Please retype, unchanged, each line from the top of the material below through the line where "use std::fmt;" appears.
★ ★ ★ ★ ★ ★ ★
//! Buffer pool: fixed set of in-memory frames over the page store.
//!
//! Frames are replaced with a clock sweep. Every frame carries its own latch;
//! the page-to-frame translation table sits behind a pool-wide latch that is
//! held shared for lookups and exclusively while a page is being swapped in.

mod clock;
mod frame;
mod pool;

pub use pool::{BufferPool, BufferPoolImpl, FrameGuard, PoolStats};
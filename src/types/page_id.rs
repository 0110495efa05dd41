//! Page identifier type.

use std::fmt;

/// Page number within the store.
///
/// Page 0 holds the allocator superblock; every page below
/// [`HEAD_OFFSET`](crate::types::HEAD_OFFSET) is fixed metadata.
#[derive(
    Debug, Clone, Copy, PartialEq, Eq, PartialOrd, Ord, Hash, Default, serde::Serialize, serde::Deserialize,
)]
#[serde(transparent)]
pub struct PageId(pub u32);

impl PageId {
    /// Invalid page ID, used as a sentinel value
    pub const INVALID: PageId = PageId(u32::MAX);

    /// The superblock page
    pub const SUPERBLOCK: PageId = PageId(0);

    /// Create a new page ID
    pub const fn new(id: u32) -> Self {
        Self(id)
    }

    /// Get the raw page ID value
    pub const fn value(self) -> u32 {
        self.0
    }

    /// Check if this is a valid page ID
    pub const fn is_valid(self) -> bool {
        self.0 != u32::MAX
    }

    /// Byte offset of this page in the backing store
    pub const fn byte_offset(self, page_size: usize) -> u64 {
        self.0 as u64 * page_size as u64
    }

    /// Decode a page pointer stored big-endian at `offset`
    pub fn read_be(bytes: &[u8], offset: usize) -> Self {
        let mut raw = [0u8; 4];
        raw.copy_from_slice(&bytes[offset..offset + 4]);
        Self(u32::from_be_bytes(raw))
    }

    /// Encode this page pointer big-endian at `offset`
    pub fn write_be(self, bytes: &mut [u8], offset: usize) {
        bytes[offset..offset + 4].copy_from_slice(&self.0.to_be_bytes());
    }
}

impl fmt::Display for PageId {
    fn fmt(&self, f: &mut fmt::Formatter<'_>) -> fmt::Result {
        if *self == Self::INVALID {
            write!(f, "INVALID")
        } else {
            write!(f, "{}", self.0)
        }
    }
}

impl From<u32> for PageId {
    fn from(id: u32) -> Self {
        Self(id)
    }
}

impl From<PageId> for u32 {
    fn from(id: PageId) -> Self {
        id.0
    }
}
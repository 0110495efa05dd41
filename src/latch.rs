//! Reader/writer/shared-exclusive latch.
//!
//! A latch has four modes:
//!
//! ```text
//!              held: SHARED   SX      EXCLUSIVE
//! want SHARED        ok       ok      blocks
//! want SX            ok       blocks  blocks
//! want EXCLUSIVE     blocks   blocks  blocks
//! ```
//!
//! The SX holder may upgrade to EXCLUSIVE. From the moment the upgrade starts
//! no new SHARED holder is admitted; the upgrade then waits for the existing
//! readers to drain. Downgrading EXCLUSIVE to SX never blocks.
//!
//! The latch is a small state machine behind one mutex/condvar pair. SX and
//! EXCLUSIVE holders are recorded by thread so that a release, upgrade or
//! downgrade from the wrong thread is reported as a protocol error.

use crate::error::{Result, StorageError};
use parking_lot::{Condvar, Mutex};
use std::cell::UnsafeCell;
use std::marker::PhantomData;
use std::ops::{Deref, DerefMut};
use std::thread::{self, ThreadId};

/// Latch acquisition mode
#[derive(Debug, Clone, Copy, PartialEq, Eq, Hash)]
pub enum LatchMode {
    /// No latch held
    None,
    /// Many concurrent holders
    Shared,
    /// One holder, compatible with SHARED holders
    SharedExclusive,
    /// Sole holder
    Exclusive,
}

#[derive(Debug, Default)]
struct LatchState {
    readers: u32,
    writer: Option<ThreadId>,
    sx: Option<ThreadId>,
    upgrading: bool,
}

impl LatchState {
    fn admits(&self, mode: LatchMode) -> bool {
        match mode {
            LatchMode::None => true,
            LatchMode::Shared => self.writer.is_none() && !self.upgrading,
            LatchMode::SharedExclusive => self.writer.is_none() && self.sx.is_none(),
            LatchMode::Exclusive => {
                self.writer.is_none() && self.sx.is_none() && self.readers == 0
            }
        }
    }

    fn grant(&mut self, mode: LatchMode, me: ThreadId) {
        match mode {
            LatchMode::None => {}
            LatchMode::Shared => self.readers += 1,
            LatchMode::SharedExclusive => self.sx = Some(me),
            LatchMode::Exclusive => self.writer = Some(me),
        }
    }
}

/// Point-in-time view of a latch, for diagnostics and tests
#[derive(Debug, Clone, Copy, PartialEq, Eq)]
pub struct LatchSnapshot {
    pub readers: u32,
    pub exclusive: bool,
    pub sx: bool,
    pub upgrading: bool,
}

/// A raw latch; callers pair every `lock` with an `unlock` in the same mode.
#[derive(Debug, Default)]
pub struct Latch {
    state: Mutex<LatchState>,
    cond: Condvar,
}

impl Latch {
    pub fn new() -> Self {
        Self::default()
    }

    /// Block until the latch can be held in `mode`
    pub fn lock(&self, mode: LatchMode) {
        let me = thread::current().id();
        let mut state = self.state.lock();
        while !state.admits(mode) {
            self.cond.wait(&mut state);
        }
        state.grant(mode, me);
    }

    /// Acquire in `mode` if that is possible without waiting
    pub fn try_lock(&self, mode: LatchMode) -> bool {
        let mut state = self.state.lock();
        if !state.admits(mode) {
            return false;
        }
        state.grant(mode, thread::current().id());
        true
    }

    /// Release a hold in `mode` and wake waiters
    pub fn unlock(&self, mode: LatchMode) -> Result<()> {
        let me = thread::current().id();
        let mut state = self.state.lock();
        match mode {
            LatchMode::None => return Ok(()),
            LatchMode::Shared => {
                if state.readers == 0 {
                    return Err(StorageError::latch_protocol(
                        "shared unlock without a shared holder",
                    ));
                }
                state.readers -= 1;
            }
            LatchMode::SharedExclusive => {
                if state.sx != Some(me) {
                    return Err(StorageError::latch_protocol(
                        "SX unlock by a thread that does not hold SX",
                    ));
                }
                state.sx = None;
            }
            LatchMode::Exclusive => {
                if state.writer != Some(me) {
                    return Err(StorageError::latch_protocol(
                        "exclusive unlock by a thread that does not hold it",
                    ));
                }
                state.writer = None;
            }
        }
        drop(state);
        self.cond.notify_all();
        Ok(())
    }

    /// Convert this thread's SX hold into EXCLUSIVE.
    ///
    /// New SHARED requests are refused as soon as the upgrade starts; the call
    /// returns once every existing reader has released.
    pub fn upgrade_sx_to_exclusive(&self) -> Result<()> {
        let me = thread::current().id();
        let mut state = self.state.lock();
        if state.sx != Some(me) {
            return Err(StorageError::latch_protocol(
                "upgrade requested by a thread that does not hold SX",
            ));
        }
        state.upgrading = true;
        while state.readers > 0 {
            self.cond.wait(&mut state);
        }
        state.upgrading = false;
        state.sx = None;
        state.writer = Some(me);
        Ok(())
    }

    /// Convert this thread's EXCLUSIVE hold into SX. Never blocks.
    pub fn downgrade_exclusive_to_sx(&self) -> Result<()> {
        let me = thread::current().id();
        let mut state = self.state.lock();
        if state.writer != Some(me) {
            return Err(StorageError::latch_protocol(
                "downgrade requested by a thread that does not hold EXCLUSIVE",
            ));
        }
        state.writer = None;
        state.sx = Some(me);
        drop(state);
        self.cond.notify_all();
        Ok(())
    }

    pub fn snapshot(&self) -> LatchSnapshot {
        let state = self.state.lock();
        LatchSnapshot {
            readers: state.readers,
            exclusive: state.writer.is_some(),
            sx: state.sx.is_some(),
            upgrading: state.upgrading,
        }
    }
}

/// A value protected by a [`Latch`], accessed through RAII guards.
pub struct Latched<T> {
    latch: Latch,
    value: UnsafeCell<T>,
}

// SAFETY: access to `value` is mediated by the latch: shared and SX guards
// hand out `&T`, only the exclusive guard hands out `&mut T`.
unsafe impl<T: Send> Send for Latched<T> {}
unsafe impl<T: Send + Sync> Sync for Latched<T> {}

impl<T> Latched<T> {
    pub fn new(value: T) -> Self {
        Self {
            latch: Latch::new(),
            value: UnsafeCell::new(value),
        }
    }

    pub fn shared(&self) -> SharedGuard<'_, T> {
        self.latch.lock(LatchMode::Shared);
        SharedGuard {
            latched: self,
            _not_send: PhantomData,
        }
    }

    pub fn sx(&self) -> SxGuard<'_, T> {
        self.latch.lock(LatchMode::SharedExclusive);
        SxGuard {
            latched: self,
            _not_send: PhantomData,
        }
    }

    pub fn exclusive(&self) -> ExclusiveGuard<'_, T> {
        self.latch.lock(LatchMode::Exclusive);
        ExclusiveGuard {
            latched: self,
            _not_send: PhantomData,
        }
    }

    pub fn latch(&self) -> &Latch {
        &self.latch
    }

    pub fn into_inner(self) -> T {
        self.value.into_inner()
    }
}

/// Shared access to a [`Latched`] value
pub struct SharedGuard<'a, T> {
    latched: &'a Latched<T>,
    _not_send: PhantomData<*const ()>,
}

impl<T> Deref for SharedGuard<'_, T> {
    type Target = T;

    fn deref(&self) -> &T {
        // SAFETY: a shared hold excludes any exclusive guard.
        unsafe { &*self.latched.value.get() }
    }
}

impl<T> Drop for SharedGuard<'_, T> {
    fn drop(&mut self) {
        let released = self.latched.latch.unlock(LatchMode::Shared);
        debug_assert!(released.is_ok());
    }
}

/// SX access to a [`Latched`] value; readers may still be present
pub struct SxGuard<'a, T> {
    latched: &'a Latched<T>,
    _not_send: PhantomData<*const ()>,
}

impl<'a, T> SxGuard<'a, T> {
    /// Wait for readers to drain and take the value exclusively
    pub fn upgrade(self) -> Result<ExclusiveGuard<'a, T>> {
        let latched = self.latched;
        latched.latch.upgrade_sx_to_exclusive()?;
        std::mem::forget(self);
        Ok(ExclusiveGuard {
            latched,
            _not_send: PhantomData,
        })
    }
}

impl<T> Deref for SxGuard<'_, T> {
    type Target = T;

    fn deref(&self) -> &T {
        // SAFETY: SX excludes exclusive holders; concurrent readers only read.
        unsafe { &*self.latched.value.get() }
    }
}

impl<T> Drop for SxGuard<'_, T> {
    fn drop(&mut self) {
        let released = self.latched.latch.unlock(LatchMode::SharedExclusive);
        debug_assert!(released.is_ok());
    }
}

/// Exclusive access to a [`Latched`] value
pub struct ExclusiveGuard<'a, T> {
    latched: &'a Latched<T>,
    _not_send: PhantomData<*const ()>,
}

impl<'a, T> ExclusiveGuard<'a, T> {
    /// Readmit readers while keeping the right to upgrade again
    pub fn downgrade(self) -> Result<SxGuard<'a, T>> {
        let latched = self.latched;
        latched.latch.downgrade_exclusive_to_sx()?;
        std::mem::forget(self);
        Ok(SxGuard {
            latched,
            _not_send: PhantomData,
        })
    }
}

impl<T> Deref for ExclusiveGuard<'_, T> {
    type Target = T;

    fn deref(&self) -> &T {
        // SAFETY: we are the sole holder.
        unsafe { &*self.latched.value.get() }
    }
}

impl<T> DerefMut for ExclusiveGuard<'_, T> {
    fn deref_mut(&mut self) -> &mut T {
        // SAFETY: we are the sole holder.
        unsafe { &mut *self.latched.value.get() }
    }
}

impl<T> Drop for ExclusiveGuard<'_, T> {
    fn drop(&mut self) {
        let released = self.latched.latch.unlock(LatchMode::Exclusive);
        debug_assert!(released.is_ok());
    }
}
★ ★ ★ ★ ★ ★ ★
» EXERCISE ANSWER:
//! Buffer pool: fixed set of in-memory frames over the page store.
//!
//! Frames are replaced with a clock sweep. Every frame carries its own latch;
//! the page-to-frame translation table sits behind a pool-wide latch that is
//! held shared for lookups and exclusively while a page is being swapped in.

mod clock;
mod frame;
mod pool;

pub use pool::{BufferPool, BufferPoolImpl, FrameGuard, PoolStats};
filename src/types/page_id.rs
repository 0110495efa05dd41
//! Page identifier type.

use std::fmt;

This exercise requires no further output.